One more drifter in the snow

Almost home. Not quite but almost. Just enough time to fit another wee trip. This time – skiing. To summarize a blog I’ll never write. Skiing is an indulgent middle class past time, that requires so much money, energy and destruction to the environment that it is unlikely ever to be justified on an ecological, social or monetary basis. It is, however, simply wonderful. Very few things I do live up to the above justifications. Deal with it. Or at least struggle. I do.

Nee how

Ruapehu is a large volcano in the middle of the north island. So big in fact that lake Taupo (imagine lough Neagh) is the crater of the same system. Ruapehu is the mountain at the south end of the lake, most recently active about 10 years ago when it blew. Forbes (one my consultants) has an amazing photo about 6km from the crater in a ski hut. The crater lake burst its banks about 6 months ago causing a lahar that closed roads and swept out to sea.

So of course, one of the southern hemisphere’s largest ski resorts is based there.

I left Napier on Friday, drove the good old Napier to Taupo road (which provides the tastiest, and most violent of our trauma in Hawke’s bay) for two hours and walked about Taupo in the rain waiting for the cinema to open.

I watched ‘bridge to Terabithia’ with a bunch of 7 year olds. I expected Narnia. I was disappointed. So disappointed that I didn’t wait the extra half hour and watch transformers instead.

I was staying with Forbes and his wife’s cousin and family. They just hadn’t turned up yet, hence the cinema. They have a bach (a beach house, all kiwis have one. You do know this is the best country in the world don’t you?)

I was greeted with pizza and hospitality that I have been flooded with throughout my time in NZ. Well the hospitality, if not the pizza. I slept on their sofa bed and filled with porridge and fried eggs in the morning.

Taupo is about an hour and a half from the mountain. The far side of the lake. Which makes for a lovely drive from one end to the other, with the gleaming snow fields in view. I’m torn between stopping to take quality photos and getting to the ski field early.

Forbes is the person to go skiing with. He did ski patrol (as the medic) for years, he knows the area inside out. He knows all the huts and a lot of the people. I have a tour guides talk on the origin of the names (from Maori legend) and the geology of the area and which roofs of which huts he’s skied off.

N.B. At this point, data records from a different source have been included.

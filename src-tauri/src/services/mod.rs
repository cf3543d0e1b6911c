pub mod classifier;
pub mod preview_service;
pub mod report_service;
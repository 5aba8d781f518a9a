use std::path::{Path, PathBuf};

use futures::future::BoxFuture;
use serde::Deserialize;
use tracing::{debug, warn};

use agentwire_core::error::{AgentwireError, Result};
use agentwire_core::traits::Tool;
use agentwire_core::types::ToolResult;

pub struct FileSearchTool {
    timeout_secs: u64,
}

impl FileSearchTool {
    pub fn new(timeout_secs: u64) -> Self {
        Self { timeout_secs }
    }
}

#[derive(Deserialize)]
struct FileSearchInput {
    directory: String,
    #[serde(default)]
    pattern: String,
}

impl Tool for FileSearchTool {
    fn name(&self) -> &str {
        "file_search"
    }

    fn description(&self) -> &str {
        "Recursively list files under a directory whose file name contains a pattern (e.g. \".pdf\")."
    }

    fn input_schema(&self) -> serde_json::Value {
        serde_json::json!({
            "type": "object",
            "properties": {
                "directory": {
                    "type": "string",
                    "description": "Directory to search in"
                },
                "pattern": {
                    "type": "string",
                    "description": "Substring the file name must contain (default: match all)"
                }
            },
            "required": ["directory"]
        })
    }

    fn timeout_secs(&self) -> u64 {
        self.timeout_secs
    }

    fn execute(&self, input: serde_json::Value) -> BoxFuture<'_, Result<ToolResult>> {
        Box::pin(async move {
            let params: FileSearchInput = serde_json::from_value(input)
                .map_err(|e| AgentwireError::ToolValidation(e.to_string()))?;

            debug!(directory = %params.directory, pattern = %params.pattern, "File search");

            let paths = tokio::task::spawn_blocking(move || {
                search(Path::new(&params.directory), &params.pattern)
            })
            .await
            .map_err(|e| AgentwireError::ToolExecution {
                tool: "file_search".to_string(),
                message: format!("Search task failed: {}", e),
            })??;

            debug!(count = paths.len(), "File search complete");

            let listing: Vec<String> = paths.iter().map(|p| p.display().to_string()).collect();
            Ok(ToolResult::success(serde_json::json!(listing)))
        })
    }
}

/// Files below `directory` whose name contains `pattern`, sorted by path.
///
/// A missing directory yields an empty list rather than an error.
pub fn search(directory: &Path, pattern: &str) -> Result<Vec<PathBuf>> {
    if !directory.is_dir() {
        warn!(directory = %directory.display(), "Directory not found");
        return Ok(Vec::new());
    }

    let escaped = glob::Pattern::escape(&directory.to_string_lossy());
    let full_pattern = format!("{}/**/*", escaped.trim_end_matches('/'));

    let entries = glob::glob(&full_pattern).map_err(|e| AgentwireError::ToolExecution {
        tool: "file_search".to_string(),
        message: format!("Invalid pattern: {}", e),
    })?;

    let mut paths: Vec<PathBuf> = entries
        .filter_map(|e| e.ok())
        .filter(|p| p.is_file())
        .filter(|p| {
            p.file_name()
                .map(|name| name.to_string_lossy().contains(pattern))
                .unwrap_or(false)
        })
        .collect();
    paths.sort();
    Ok(paths)
}

#[cfg(test)]
mod tests {
    use super::*;

    fn fixture() -> tempfile::TempDir {
        let dir = tempfile::tempdir().unwrap();
        std::fs::create_dir_all(dir.path().join("nested/deeper")).unwrap();
        std::fs::write(dir.path().join("report.pdf"), b"").unwrap();
        std::fs::write(dir.path().join("notes.txt"), b"").unwrap();
        std::fs::write(dir.path().join("nested/deeper/annual.pdf"), b"").unwrap();
        dir
    }

    #[test]
    fn matches_file_names_recursively() {
        let dir = fixture();
        let found = search(dir.path(), ".pdf").unwrap();
        assert_eq!(found.len(), 2);
        assert!(found.iter().any(|p| p.ends_with("nested/deeper/annual.pdf")));
        assert!(found.iter().all(|p| p.is_file()));
    }

    #[test]
    fn empty_pattern_lists_every_file() {
        let dir = fixture();
        assert_eq!(search(dir.path(), "").unwrap().len(), 3);
    }

    #[test]
    fn missing_directory_is_empty() {
        let dir = tempfile::tempdir().unwrap();
        let found = search(&dir.path().join("absent"), ".pdf").unwrap();
        assert!(found.is_empty());
    }

    #[tokio::test]
    async fn tool_returns_json_list() {
        let dir = fixture();
        let result = FileSearchTool::new(5)
            .execute(serde_json::json!({
                "directory": dir.path().to_string_lossy(),
                "pattern": "notes"
            }))
            .await
            .unwrap();
        assert!(!result.is_error);
        assert_eq!(result.content.as_array().unwrap().len(), 1);
    }

    #[tokio::test]
    async fn missing_directory_field_is_rejected() {
        let err = FileSearchTool::new(5)
            .execute(serde_json::json!({ "pattern": "x" }))
            .await
            .unwrap_err();
        assert!(matches!(err, AgentwireError::ToolValidation(_)));
    }

    #[test]
    fn timeout_comes_from_configuration() {
        assert_eq!(FileSearchTool::new(7).timeout_secs(), 7);
    }
}
use serde::{Deserialize, Serialize};

/// Pseudo-node id for the shared terminal sink.
pub const END: &str = "__end__";

/// An edge connecting two nodes in the workflow graph.
#[derive(Debug, Clone, PartialEq, Eq, Serialize, Deserialize)]
pub struct Edge {
    /// Source node id.
    pub from: String,
    /// Target node id, or [`END`].
    pub to: String,
    #[serde(default)]
    pub condition: EdgeCondition,
}

/// Condition for traversing an edge.
#[derive(Debug, Clone, Default, PartialEq, Eq, Serialize, Deserialize)]
#[serde(tag = "type", rename_all = "snake_case")]
pub enum EdgeCondition {
    /// Taken when the source node chose no label.
    #[default]
    Always,
    /// Taken when the source node's chosen label equals `label` exactly.
    Label { label: String },
    /// Taken when a label was chosen but no `Label` edge matches it.
    Fallback,
}

impl Edge {
    /// Create an unconditional edge.
    pub fn always(from: impl Into<String>, to: impl Into<String>) -> Self {
        Self {
            from: from.into(),
            to: to.into(),
            condition: EdgeCondition::Always,
        }
    }

    /// Create an edge selected by a router label.
    pub fn on_label(
        from: impl Into<String>,
        label: impl Into<String>,
        to: impl Into<String>,
    ) -> Self {
        Self {
            from: from.into(),
            to: to.into(),
            condition: EdgeCondition::Label {
                label: label.into(),
            },
        }
    }

    /// Create the fallback edge for unmatched labels.
    pub fn fallback(from: impl Into<String>, to: impl Into<String>) -> Self {
        Self {
            from: from.into(),
            to: to.into(),
            condition: EdgeCondition::Fallback,
        }
    }

    /// Create an unconditional edge into the terminal sink.
    pub fn to_end(from: impl Into<String>) -> Self {
        Self::always(from, END)
    }

    pub fn is_terminal(&self) -> bool {
        self.to == END
    }
}

/// Pick the edge to follow out of a node.
///
/// With a label: the exact `Label` match, else the `Fallback` edge. Without
/// one: the first `Always` edge. `None` means nothing applies.
pub fn select<'a>(outgoing: &[&'a Edge], label: Option<&str>) -> Option<&'a Edge> {
    match label {
        Some(label) => outgoing
            .iter()
            .find(|e| matches!(&e.condition, EdgeCondition::Label { label: l } if l == label))
            .or_else(|| {
                outgoing
                    .iter()
                    .find(|e| e.condition == EdgeCondition::Fallback)
            })
            .copied(),
        None => outgoing
            .iter()
            .find(|e| e.condition == EdgeCondition::Always)
            .copied(),
    }
}
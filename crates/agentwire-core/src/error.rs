use thiserror::Error;

#[derive(Debug, Error)]
pub enum AgentwireError {
    // Session registry errors
    #[error("Session already connected: {0}")]
    DuplicateSession(String),

    #[error("Session not found: {0}")]
    UnknownSession(String),

    #[error("Delivery to session {0} failed")]
    Delivery(String),

    #[error("Unsupported frame: {0}")]
    Protocol(String),

    // Workflow errors
    #[error("No edge from node '{node}' matches label '{label}'")]
    Routing { node: String, label: String },

    #[error("Node '{node}' failed: {message}")]
    NodeExecution { node: String, message: String },

    #[error("Workflow exceeded {0} node visits")]
    StepLimit(usize),

    #[error("Invalid workflow graph: {0}")]
    Graph(String),

    // Config errors
    #[error("Config error: {0}")]
    Config(String),

    #[error("Config file not found: {0}")]
    ConfigNotFound(String),

    // Collaborator errors
    #[error("Tool not found: {0}")]
    ToolNotFound(String),

    #[error("Tool execution failed: {tool}: {message}")]
    ToolExecution { tool: String, message: String },

    #[error("Tool timeout after {timeout_secs}s: {tool}")]
    ToolTimeout { tool: String, timeout_secs: u64 },

    #[error("Tool input validation failed: {0}")]
    ToolValidation(String),

    // I/O errors
    #[error("I/O error: {0}")]
    Io(#[from] std::io::Error),

    // JSON errors
    #[error("JSON error: {0}")]
    Json(#[from] serde_json::Error),
}

pub type Result<T> = std::result::Result<T, AgentwireError>;
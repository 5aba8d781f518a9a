use std::sync::OnceLock;

use regex::Regex;
use serde::{Deserialize, Serialize};
use tracing::debug;

use agentwire_core::error::Result;

use super::{Step, CALCULATE_METRICS};
use crate::state::WorkflowState;

const TOOL_NAME: &str = "calculate_metrics";
const CONFIDENCE: f64 = 0.90;

const NO_DATA_PROMPT: &str = "I didn't find any numeric data in your message. \
Please provide some numbers (comma-separated) for me to analyze. For example: '10, 20, 30, 25, 35'";

fn number_pattern() -> &'static Regex {
    static RE: OnceLock<Regex> = OnceLock::new();
    RE.get_or_init(|| Regex::new(r"[-+]?\d+(?:\.\d+)?").unwrap())
}

/// Every signed integer or decimal in `text`, in order of appearance.
pub fn extract_numbers(text: &str) -> Vec<f64> {
    number_pattern()
        .find_iter(text)
        .filter_map(|m| m.as_str().parse::<f64>().ok())
        .collect()
}

#[derive(Debug, Clone, PartialEq, Serialize, Deserialize)]
pub struct BasicMetrics {
    pub total: f64,
    pub count: usize,
    pub mean: f64,
    pub min: f64,
    pub max: f64,
}

/// Mean and median always; spread only with two or more points.
#[derive(Debug, Clone, PartialEq, Serialize, Deserialize)]
pub struct StatisticalMetrics {
    pub mean: f64,
    pub median: f64,
    pub std_dev: Option<f64>,
    pub variance: Option<f64>,
    /// True when there are too few points for a sample variance.
    pub degenerate: bool,
}

#[derive(Debug, Clone, PartialEq, Serialize, Deserialize)]
pub struct FinancialMetrics {
    pub total: f64,
    /// Percent change from the first to the last value; 0 when undefined.
    pub growth_rate_pct: f64,
    pub data_points: usize,
}

#[derive(Debug, Clone, PartialEq, Serialize, Deserialize)]
pub struct MetricsReport {
    pub basic: BasicMetrics,
    pub statistical: StatisticalMetrics,
    pub financial: FinancialMetrics,
}

impl MetricsReport {
    /// Compute all three metric groups. `None` for an empty series.
    pub fn compute(values: &[f64]) -> Option<Self> {
        let (first, last) = (*values.first()?, *values.last()?);
        let count = values.len();
        let total: f64 = values.iter().sum();
        let mean = total / count as f64;
        let min = values.iter().copied().fold(f64::INFINITY, f64::min);
        let max = values.iter().copied().fold(f64::NEG_INFINITY, f64::max);

        let mut sorted = values.to_vec();
        sorted.sort_by(|a, b| a.total_cmp(b));
        let median = if count % 2 == 1 {
            sorted[count / 2]
        } else {
            (sorted[count / 2 - 1] + sorted[count / 2]) / 2.0
        };

        let (std_dev, variance) = if count > 1 {
            let variance = values.iter().map(|v| (v - mean).powi(2)).sum::<f64>()
                / (count - 1) as f64;
            (Some(variance.sqrt()), Some(variance))
        } else {
            (None, None)
        };

        let growth_rate_pct = if count > 1 && first != 0.0 {
            (last - first) / first * 100.0
        } else {
            0.0
        };

        Some(Self {
            basic: BasicMetrics {
                total,
                count,
                mean,
                min,
                max,
            },
            statistical: StatisticalMetrics {
                mean,
                median,
                std_dev,
                variance,
                degenerate: count < 2,
            },
            financial: FinancialMetrics {
                total,
                growth_rate_pct,
                data_points: count,
            },
        })
    }

    /// Human-readable lines, one titled block per metric group.
    pub fn render(&self) -> Vec<String> {
        let b = &self.basic;
        let s = &self.statistical;
        let f = &self.financial;

        let basic = format!(
            "Basic metrics - Total: {}, Count: {}, Average: {:.2}, Min: {}, Max: {}",
            b.total, b.count, b.mean, b.min, b.max
        );
        let statistical = match (s.std_dev, s.variance) {
            (Some(sd), Some(var)) => format!(
                "Statistical metrics - Mean: {:.2}, Median: {:.2}, Std Dev: {:.2}, Variance: {:.2}",
                s.mean, s.median, sd, var
            ),
            _ => format!(
                "Statistical metrics - Mean: {:.2}, Median: {:.2} (single value)",
                s.mean, s.median
            ),
        };
        let financial = format!(
            "Financial metrics - Total Value: ${:.2}, Growth Rate: {:.1}%, Data Points: {}",
            f.total, f.growth_rate_pct, f.data_points
        );

        vec![
            format!("**Basic Metrics:**\n{}", basic),
            format!("**Statistical Metrics:**\n{}", statistical),
            format!("**Financial Metrics:**\n{}", financial),
        ]
    }
}

/// Extracts numbers from the message and reports metrics over them.
pub struct CalculateMetrics;

impl Step for CalculateMetrics {
    fn name(&self) -> &str {
        CALCULATE_METRICS
    }

    fn run(&self, mut state: WorkflowState) -> Result<WorkflowState> {
        let values = extract_numbers(state.latest_user_text());
        debug!(session_id = %state.session_id, points = values.len(), "Calculating metrics");

        let Some(report) = MetricsReport::compute(&values) else {
            state.respond(NO_DATA_PROMPT, "metrics_calculation_failed");
            return Ok(state);
        };

        let rendered = report.render();
        let data_points = values
            .iter()
            .map(|v| v.to_string())
            .collect::<Vec<_>>()
            .join(",");

        state.record_tool(TOOL_NAME);
        state.analysis_results.insert(
            "metrics".to_string(),
            serde_json::json!({
                "data_points": data_points,
                "report": report,
                "results": rendered,
            }),
        );

        let response = format!(
            "I've analyzed your numeric data:\n\n{}\n\n\
             Would you like me to perform additional calculations or provide insights about these metrics?",
            rendered.join("\n\n")
        );
        state.respond(response, "metrics_calculation_completed");
        state.confidence_score = Some(CONFIDENCE);
        Ok(state)
    }
}
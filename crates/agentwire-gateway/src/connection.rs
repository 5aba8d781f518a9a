use std::sync::Arc;

use axum::extract::ws::{Message, WebSocket};
use futures::{SinkExt, StreamExt};
use tokio::sync::mpsc;
use tracing::{debug, info, warn};

use agentwire_agent::TurnCarry;
use agentwire_core::types::SessionId;

use crate::protocol::{ClientFrame, ServerEvent};
use crate::registry::{ConnectionHandle, Outbound};
use crate::state::AppState;
use crate::turn;

/// Drive one WebSocket connection for its whole lifetime.
///
/// Turns run strictly one after another in arrival order. The loop ends on
/// client close, read error, or a force-close from the directory.
pub async fn handle_connection(ws: WebSocket, session_id: SessionId, state: Arc<AppState>) {
    let sid = session_id.as_str().to_string();
    let (mut ws_tx, mut ws_rx) = ws.split();
    let (tx, mut rx) = mpsc::channel::<Outbound>(state.config.sessions.outbound_buffer.max(1));

    let handle = ConnectionHandle::new(tx);
    let cancel = handle.cancel_token();
    let connection_id = handle.id();

    if let Err(e) = state.registry.register(&sid, handle) {
        warn!(session_id = %sid, error = %e, "Rejecting connection");
        if let Ok(json) = ServerEvent::error(&sid, e.to_string()).to_json() {
            let _ = ws_tx.send(Message::Text(json.into())).await;
        }
        let _ = ws_tx.send(Message::Close(None)).await;
        return;
    }

    // Single writer per socket keeps outbound order equal to enqueue order.
    let writer_sid = sid.clone();
    tokio::spawn(async move {
        while let Some(out) = rx.recv().await {
            match out {
                Outbound::Text(json) => {
                    if let Err(e) = ws_tx.send(Message::Text(json.into())).await {
                        debug!(session_id = %writer_sid, error = %e, "WebSocket write failed");
                        break;
                    }
                }
                Outbound::Close => {
                    let _ = ws_tx.send(Message::Close(None)).await;
                    break;
                }
            }
        }
    });

    state.registry.mark_open(&sid);
    state
        .registry
        .send(&sid, &ServerEvent::connection_established(&sid));
    info!(session_id = %sid, "Client connected");

    let mut carry = TurnCarry::default();
    let registry = state.registry.clone();
    let out = move |event: ServerEvent| {
        let session = event.session_id.clone();
        registry.send(&session, &event);
    };

    loop {
        let msg = tokio::select! {
            _ = cancel.cancelled() => {
                info!(session_id = %sid, "Session closed by directory");
                break;
            }
            msg = ws_rx.next() => msg,
        };

        let msg = match msg {
            Some(Ok(m)) => m,
            Some(Err(e)) => {
                debug!(session_id = %sid, error = %e, "WebSocket read error");
                break;
            }
            None => break,
        };

        let text = match msg {
            Message::Text(text) => text,
            Message::Close(_) => break,
            // Pings are answered by the socket layer.
            _ => continue,
        };

        let raw: serde_json::Value = match serde_json::from_str(text.as_str()) {
            Ok(v) => v,
            Err(e) => {
                warn!(session_id = %sid, error = %e, "Unparseable frame");
                out(ServerEvent::error(&sid, format!("Invalid message: {}", e)));
                continue;
            }
        };
        debug!(session_id = %sid, frame = %raw, "Received message");
        state.registry.record_inbound(&sid, raw.clone());

        let frame = match ClientFrame::from_value(raw) {
            Ok(f) => f,
            Err(e) => {
                warn!(session_id = %sid, error = %e, "Rejected frame");
                out(ServerEvent::error(&sid, format!("Invalid message: {}", e)));
                continue;
            }
        };

        tokio::select! {
            _ = cancel.cancelled() => {
                info!(session_id = %sid, "Session closed mid-turn");
                break;
            }
            _ = turn::run_turn(&state.executor, &session_id, &frame.content, &mut carry, &out) => {}
        }
    }

    state.registry.release(&sid, connection_id);
    info!(session_id = %sid, total_steps = carry.total_steps, "Client disconnected");
}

It’s a Saturday, it’s the best day of the early season. It’s packed. Flippin people. Flippin people, flippin snow boarding (I was skiing not boarding today).

It takes us 45 mins to get to the top of the mountain on the lifts. We meet, very randomly, but most fortuitously, JT (another doc from the hospital) on the first lift and he joins us for the day.

The mountain is stunning. Nothing like skiing in Europe with its carefully pisted slopes and well marked runs. This is chaos. Bluffs and cliffs at every turn, rocks sticking up everywhere. It’s fantastic.

I end the day sharing a t-bar with a pretty kiwi girl who has at least spent time in Scandinavia (and got a funny accent out of it) and therefore fulfills my ‘pretty Scandinavian’ rule. We have a good chat but the t-bar runs out too quickly before she gets to find out I’m a doctor (which I can’t tell her, she has to ask, there are lots of rules remember), which, in my scale of talking to young pretty women who once visited Scandinavia, is perhaps my top trumph.

If the former paragraph makes no sense, don’t worry…

To end the day the lot of us (me, Forbes, his wife’s cousin, his wife’s cousin’s wife, his wife’s cousin’s 17 year old, and his wife’s cousins 17 year old’s mate – sorry for the horrible use of apostrophes) go to the local hot springs. They are kind enough to provide me with togs I forgot to bring. These turn out to be speedos so pornographic that I wear my boxers over the top. Good times.

Me, Forbes and Spence (Forbe’s wife’s cousin), talk late into the night, covering religion, ethics and why vinyl still beats digital. I’m treated to Spence’s collection of 45s (not 33s) including early Elvis and some dodgy Elton John. I play finger-picked detuned versions of Iain Archer and Pedro songs in the corner. Spence’s wife eventually tells us to shut up. Good times indeed.